I realized there was a missing category of pasta: So many of the authentic and regional shapes I fell in love with couldn't be defined as part of a group, but they all shared a common thread. There is no real word for "dumpling" in Italian; they say gnocchi, but this is a misnomer because while all gnocchi are dumplings, not all dumplings are gnocchi. In my research, I called them "comforting little bits of dough, varying in size, shape, and texture." Many of the shapes I love most are so simple, yet obscure and rarely seen; since Italy, as a unified country, is 100 years younger than the United States, the food has stayed so regional. I collected 25 different dumplings when I first started to write my book, and over time that number grew to the collection that you see in Pasta By Hand

What is your favorite meal to cook -- Italian or otherwise?
Tacos! I love to braise meat, and I think the best way to eat braised meat is in tacos. But, I'll also fill my tacos with whatever I have in the fridge that seems appropriate. Sometimes I'll make soft scrambled eggs, and finish them with salsa and cheese for a fast late-night taco after work. Or, on the weekends I love to make carnitas or braise beef with chipotle chiles, which make the whole house smell amazing. I'm testing a slightly more complex new taco at home now to make at an upcoming event: sikil pak (pumpkin seed salsa) and a root vegetable salad with escaviche

Do you have anything else to add?
This was an awesome experience; seeing first-hand what soul goes into making this rustic food. I am so fond of the experience, and retain the joy of tasting each new dumpling I learned. I love the people I met through this project and am so grateful and thankful for all they have shared. 

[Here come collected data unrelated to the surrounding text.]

//! Versioned rule sets.
//!
//! A rule set is a fixed, pre-composed list: requesting a target version
//! resolves to exactly the rules that apply there, with retired rules
//! excluded rather than disabled. Composition is pure and touches no model.

use crate::engine::ElementRef;
use crate::rules;
use edm_model::{EdmError, Model, SchemaKind};

/// Schema versions a rule set can target.
#[derive(Debug, Clone, Copy, PartialEq, Eq, Hash)]
pub enum EdmVersion {
    V4_0,
    V4_01,
}

pub type RuleFn = fn(&Model, ElementRef<'_>, &mut Vec<EdmError>);

/// One validation rule: pure over the model, keyed by the element kind it
/// applies to, appending zero or more diagnostics.
#[derive(Debug, Clone, Copy)]
pub struct Rule {
    pub name: &'static str,
    pub applies_to: SchemaKind,
    pub check: RuleFn,
}

impl Rule {
    pub const fn new(name: &'static str, applies_to: SchemaKind, check: RuleFn) -> Self {
        Self {
            name,
            applies_to,
            check,
        }
    }
}

/// A named, versioned, ordered collection of rules.
#[derive(Debug, Clone)]
pub struct RuleSet {
    name: &'static str,
    version: EdmVersion,
    rules: Vec<Rule>,
}

impl RuleSet {
    pub fn new(name: &'static str, version: EdmVersion, rules: Vec<Rule>) -> Self {
        Self {
            name,
            version,
            rules,
        }
    }

    pub fn name(&self) -> &'static str {
        self.name
    }

    pub fn version(&self) -> EdmVersion {
        self.version
    }

    pub fn rules(&self) -> &[Rule] {
        &self.rules
    }

    /// Rules applicable to one kind, in declaration order.
    pub(crate) fn rules_for(&self, kind: SchemaKind) -> impl Iterator<Item = &Rule> {
        self.rules.iter().filter(move |r| r.applies_to == kind)
    }
}

/// Resolve a target version to its fixed rule list.
pub fn rule_set_for(version: EdmVersion) -> RuleSet {
    match version {
        EdmVersion::V4_0 => RuleSet::new("edm-4.0", version, rules::v4_0()),
        EdmVersion::V4_01 => RuleSet::new("edm-4.01", version, rules::v4_01()),
    }
}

Photo of Jenn provided by Lincoln Restaurant; all other photos by Ed Anderson

See what other Food52 readers are saying.

  • Jan Weber
    Jan Weber
  • CatalunaLilith
  • Leslie Stephens
    Leslie Stephens
I eat everything.


Jan W. March 29, 2015
Wow - Trento is a great city, glad Ms. Louis was able to absorb the rich culinary traditions of Trentino there. Even though they were a part of the Austrian Empire for most of the last 300 years, their versions of the canonical south German dishes definitely take on an entirely Italian sensibility to them, especially in the preparation of canederli/lotti.

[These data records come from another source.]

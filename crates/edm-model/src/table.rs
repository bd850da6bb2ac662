//! Per-kind lookup tables.
//!
//! Insertion order is part of the contract: validation walks elements in
//! registration order, and ambiguity candidates are ordered by registration,
//! so the table must never reorder entries.

use crate::binding::Binding;
use crate::element::SchemaElement;
use crate::name::{NameLookup, QualifiedName};
use indexmap::IndexMap;
use indexmap::map::Entry;

/// An ordered `QualifiedName -> Binding` map for one element kind.
#[derive(Debug, Clone)]
pub struct Table<T> {
    entries: IndexMap<QualifiedName, Binding<T>>,
}

impl<T: SchemaElement> Table<T> {
    pub(crate) fn new() -> Self {
        Self {
            entries: IndexMap::new(),
        }
    }

    /// Register one declared element under its qualified name. Returns true
    /// when the name collided with an existing entry. `report` controls
    /// whether the collision attaches a diagnostic (bare-name container
    /// tolerance is the one caller that silences it).
    pub(crate) fn register(&mut self, element: T, report: bool) -> bool {
        match self.entries.entry(element.name().clone()) {
            Entry::Vacant(slot) => {
                slot.insert(Binding::Real(element));
                false
            }
            Entry::Occupied(mut slot) => {
                slot.get_mut().collide(element, report);
                true
            }
        }
    }

    /// Register a colliding element without growing an ambiguity: first
    /// entry wins, the newcomer is dropped. Used by the tolerate policy.
    pub(crate) fn register_first_wins(&mut self, element: T) -> bool {
        match self.entries.entry(element.name().clone()) {
            Entry::Vacant(slot) => {
                slot.insert(Binding::Real(element));
                false
            }
            Entry::Occupied(_) => true,
        }
    }

    pub fn get(&self, name: &QualifiedName) -> Option<&Binding<T>> {
        self.entries.get(name)
    }

    /// Policy-aware lookup. Exact matches win; a case-insensitive policy
    /// falls back to a fold-and-compare scan in insertion order.
    pub fn get_with(&self, name: &QualifiedName, lookup: NameLookup) -> Option<&Binding<T>> {
        if let Some(found) = self.entries.get(name) {
            return Some(found);
        }
        match lookup {
            NameLookup::CaseSensitive => None,
            NameLookup::CaseInsensitive => self
                .entries
                .iter()
                .find(|(key, _)| key.matches_ignore_case(name))
                .map(|(_, binding)| binding),
        }
    }

    pub fn contains(&self, name: &QualifiedName) -> bool {
        self.entries.contains_key(name)
    }

    /// Bindings in insertion order.
    pub fn iter(&self) -> impl Iterator<Item = &Binding<T>> {
        self.entries.values()
    }

    pub fn len(&self) -> usize {
        self.entries.len()
    }

    pub fn is_empty(&self) -> bool {
        self.entries.is_empty()
    }

    pub(crate) fn get_index(&self, index: usize) -> Option<&Binding<T>> {
        self.entries.get_index(index).map(|(_, binding)| binding)
    }

    pub(crate) fn get_index_mut(&mut self, index: usize) -> Option<&mut Binding<T>> {
        self.entries.get_index_mut(index).map(|(_, binding)| binding)
    }
}

impl<T: SchemaElement> Default for Table<T> {
    fn default() -> Self {
        Self::new()
    }
}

It seems every Italian family has at least one handmade pasta recipe of which they are very very proud. My friend Nicola hails from Valtellina in Lombardia, and he said that his mother taught him how to make the beloved buckwheat pasta called pizzocheri, even though he is a guy and wasn't really ever expected to make it back in the day (very traditional people up there). It is almost like the Lombard version of the Japanese soba noodles in preparation, except pizzocheri are supposed to be just irregular enough to be charming.

You can see how it looks when being made here (Nicola's hand in the photo):

Pizzocheri is usually served almost like a casserole, topped with shavings of a cheese called Bitto (or the very similar Valtellina Casera cheese), potatoes, spinach, and practically anything else you want as long as it's not too much.
CatalunaLilith March 28, 2015
the real question: what are those gorgeous bright purple dumplings?
Leslie S. March 29, 2015
Those are Jenn's beet and ricotta gnocchi!